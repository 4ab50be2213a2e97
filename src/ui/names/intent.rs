use std::time::Instant;

use crate::model::NameRecord;
use crate::share::ShareOutcome;
use crate::ui::mvi::Intent;

/// Intents handled by [`super::NamesReducer`].
#[derive(Debug, Clone)]
pub enum NamesIntent {
    /// A generation was dispatched.
    GenerateRequested { request_id: u64 },

    /// Generation finished with records.
    GenerationSucceeded {
        request_id: u64,
        names: Vec<NameRecord>,
    },

    /// Generation failed; `message` is the banner text.
    GenerationFailed { request_id: u64, message: String },

    /// Favorites read from storage at startup.
    FavoritesLoaded { favorites: Vec<NameRecord> },

    /// Add the record, or remove every favorite with the same name.
    ToggleFavorite { record: NameRecord },

    /// A share attempt completed.
    ShareFinished {
        outcome: ShareOutcome,
        expires_at: Instant,
    },

    /// Clock advanced; expires the notification.
    Tick { now: Instant },
}

impl Intent for NamesIntent {}
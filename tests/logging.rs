use traystore::config::LoggingConfig;
use traystore::logging::{init_tracing, LoggingError, LOG_FILE_ENV};

// Installs the global subscriber, so everything lives in one test.
#[test]
fn init_tracing_writes_to_configured_file() {
    std::env::remove_var(LOG_FILE_ENV);
    let dir = tempfile::TempDir::new().unwrap();
    let path = dir.path().join("traystore.log");
    let config = LoggingConfig {
        filter: "warn".to_string(),
        file: Some(path.clone()),
        ansi: false,
    };

    init_tracing(&config).unwrap();
    tracing::error!(target: "traystore", "logging smoke test");

    let contents = std::fs::read_to_string(&path).unwrap();
    assert!(contents.contains("logging smoke test"));
    assert!(contents.contains("ERROR"));

    assert!(matches!(
        init_tracing(&config),
        Err(LoggingError::AlreadyInitialized(_))
    ));
}
//! Base trait for actions dispatched to a [`Store`](super::Store).

use std::fmt::Debug;

/// Marker trait for action values.
///
/// Actions represent:
/// - User actions (selection, page changes)
/// - System events (sync results, list refreshes)
///
/// Actions are plain data. They are consumed once by the dispatch pipeline
/// and handed to the reducer to produce the next state.
pub trait Action: Debug + Send + 'static {}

EXERCISE DETAILS: Give back the data above word for word.

WRITTEN ANSWER:
repository 4ab50be2213a2e97
filename src/ui/names/intent.rs
use std::time::Instant;

use crate::model::NameRecord;
use crate::share::ShareOutcome;
use crate::ui::mvi::Intent;

/// Intents handled by [`super::NamesReducer`].
#[derive(Debug, Clone)]
pub enum NamesIntent {
    /// A generation was dispatched.
    GenerateRequested { request_id: u64 },

    /// Generation finished with records.
    GenerationSucceeded {
        request_id: u64,
        names: Vec<NameRecord>,
    },

    /// Generation failed; `message` is the banner text.
    GenerationFailed { request_id: u64, message: String },

    /// Favorites read from storage at startup.
    FavoritesLoaded { favorites: Vec<NameRecord> },

    /// Add the record, or remove every favorite with the same name.
    ToggleFavorite { record: NameRecord },

    /// A share attempt completed.
    ShareFinished {
        outcome: ShareOutcome,
        expires_at: Instant,
    },

    /// Clock advanced; expires the notification.
    Tick { now: Instant },
}

impl Intent for NamesIntent {}
filename tests/logging.rs
use traystore::config::LoggingConfig;
use traystore::logging::{init_tracing, LoggingError, LOG_FILE_ENV};

// Installs the global subscriber, so everything lives in one test.
#[test]
fn init_tracing_writes_to_configured_file() {
    std::env::remove_var(LOG_FILE_ENV);
    let dir = tempfile::TempDir::new().unwrap();
    let path = dir.path().join("traystore.log");
    let config = LoggingConfig {
        filter: "warn".to_string(),
        file: Some(path.clone()),
        ansi: false,
    };

    init_tracing(&config).unwrap();
    tracing::error!(target: "traystore", "logging smoke test");

    let contents = std::fs::read_to_string(&path).unwrap();
    assert!(contents.contains("logging smoke test"));
    assert!(contents.contains("ERROR"));

    assert!(matches!(
        init_tracing(&config),
        Err(LoggingError::AlreadyInitialized(_))
    ));
}
//! Base trait for actions dispatched to a [`Store`](super::Store).

use std::fmt::Debug;

/// Marker trait for action values.
///
/// Actions represent:
/// - User actions (selection, page changes)
/// - System events (sync results, list refreshes)
///
/// Actions are plain data. They are consumed once by the dispatch pipeline
/// and handed to the reducer to produce the next state.
pub trait Action: Debug + Send + 'static {}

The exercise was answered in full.